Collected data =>

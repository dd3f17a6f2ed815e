//! Document analysis - View Model

use contracts::domain::a001_document_analysis::aggregate::AnalysisResult;
use contracts::domain::a002_analysis_history::aggregate::AnalysisHistoryItem;
use leptos::prelude::*;
use leptos::task::spawn_local;

use super::model::analyze_document;
use crate::domain::a001_document_analysis::document_chat;
use crate::domain::a001_document_analysis::workflow::{AnalysisWorkflow, SelectedDocument};
use crate::domain::a003_document_chat::workflow::ChatWorkflow;

#[derive(Clone, Copy)]
pub struct AnalysisVm {
    pub workflow: RwSignal<AnalysisWorkflow>,
    /// Conversation about the current document, owned by the chat panel
    chat: RwSignal<ChatWorkflow>,
    /// Browser file handle; not `Send`, so it lives in local storage
    file: StoredValue<Option<web_sys::File>, LocalStorage>,
}

impl AnalysisVm {
    pub fn new(chat: RwSignal<ChatWorkflow>) -> Self {
        Self {
            workflow: RwSignal::new(AnalysisWorkflow::new()),
            chat,
            file: StoredValue::new_local(None),
        }
    }

    fn update_with_chat<R>(
        &self,
        f: impl FnOnce(&mut AnalysisWorkflow, &mut ChatWorkflow) -> R,
    ) -> Option<R> {
        let chat = self.chat;
        self.workflow
            .try_update(|wf| chat.try_update(|c| f(wf, c)))
            .flatten()
    }

    pub fn select_file(&self, file: Option<web_sys::File>) {
        let document = file.as_ref().map(|f| SelectedDocument {
            name: f.name(),
            size: f.size() as u64,
        });
        self.file.set_value(file);
        self.update_with_chat(|wf, chat| document_chat::select_file(wf, chat, document));
    }

    pub fn start_new_analysis(&self) {
        self.file.set_value(None);
        self.update_with_chat(document_chat::start_new_analysis);
    }

    pub fn open_history_item(&self, item: &AnalysisHistoryItem) {
        self.file.set_value(None);
        self.update_with_chat(|wf, chat| document_chat::open_history_item(wf, chat, item));
    }

    /// Picked file, changing only when the selection does
    pub fn selected_document(&self) -> Memo<Option<SelectedDocument>> {
        let workflow = self.workflow;
        Memo::new(move |_| workflow.with(|wf| wf.selected.clone()))
    }

    /// Submits the selected file. `on_success` receives each accepted result.
    pub fn analyze(&self, on_success: Callback<AnalysisResult>) {
        let Some(file) = self.file.get_value() else {
            // No handle means nothing to upload, whatever the workflow shows
            self.update_with_chat(|wf, chat| {
                document_chat::select_file(wf, chat, None);
                if let Err(e) = wf.begin_analysis() {
                    log::warn!("Analyze rejected: {}", e);
                }
            });
            return;
        };
        let ticket = match self.workflow.try_update(|wf| wf.begin_analysis()) {
            Some(Ok(ticket)) => ticket,
            Some(Err(e)) => {
                log::warn!("Analyze rejected: {}", e);
                return;
            }
            None => return,
        };

        let (persona, language) = self
            .workflow
            .with_untracked(|wf| (wf.persona, wf.language));

        let vm = *self;
        spawn_local(async move {
            let outcome = analyze_document(&file, persona, language).await;
            match &outcome {
                Ok(result) => log::info!("Analysis returned {} clauses", result.clauses.len()),
                Err(e) => log::error!("Analysis failed: {}", e),
            }

            let accepted = vm
                .update_with_chat(|wf, chat| document_chat::complete(wf, chat, ticket, outcome))
                .flatten();
            if let Some(result) = accepted {
                on_success.run(result);
            }
        });
    }
}

#[cfg(test)]
mod tests {
    use super::*;
    use crate::domain::a001_document_analysis::workflow::NO_FILE_MESSAGE;
    use contracts::enums::Persona;
    use leptos::reactive::owner::Owner;
    use std::sync::atomic::{AtomicUsize, Ordering};
    use std::sync::Arc;

    #[test]
    fn test_analyze_without_file_handle_does_not_spin() {
        let owner = Owner::new();
        owner.set();

        let vm = AnalysisVm::new(RwSignal::new(ChatWorkflow::new()));
        vm.workflow.update(|wf| {
            wf.select_file(Some(SelectedDocument {
                name: "lease.pdf".into(),
                size: 48_213,
            }))
        });

        vm.analyze(Callback::new(|_: AnalysisResult| {}));

        vm.workflow.with_untracked(|wf| {
            assert!(!wf.is_loading);
            assert!(wf.selected.is_none());
            assert_eq!(wf.error.as_deref(), Some(NO_FILE_MESSAGE));
        });
    }

    #[test]
    fn test_selection_ignores_option_changes() {
        let owner = Owner::new();
        owner.set();

        let vm = AnalysisVm::new(RwSignal::new(ChatWorkflow::new()));
        let selected = vm.selected_document();
        let renders = Arc::new(AtomicUsize::new(0));
        let counter = renders.clone();
        let picker = Memo::new(move |_| {
            counter.fetch_add(1, Ordering::SeqCst);
            selected.get().map(|doc| doc.name)
        });

        assert_eq!(picker.get_untracked(), None);
        vm.workflow.update(|wf| wf.persona = Persona::Student);
        vm.workflow.update(|wf| wf.is_loading = true);
        assert_eq!(picker.get_untracked(), None);
        assert_eq!(renders.load(Ordering::SeqCst), 1);

        vm.workflow.update(|wf| {
            wf.select_file(Some(SelectedDocument {
                name: "lease.pdf".into(),
                size: 48_213,
            }))
        });
        assert_eq!(picker.get_untracked().as_deref(), Some("lease.pdf"));
        assert_eq!(renders.load(Ordering::SeqCst), 2);
    }
}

To do => In how many lines of the data does the string "move" appear? Give only the number.

Output for this exercise => 3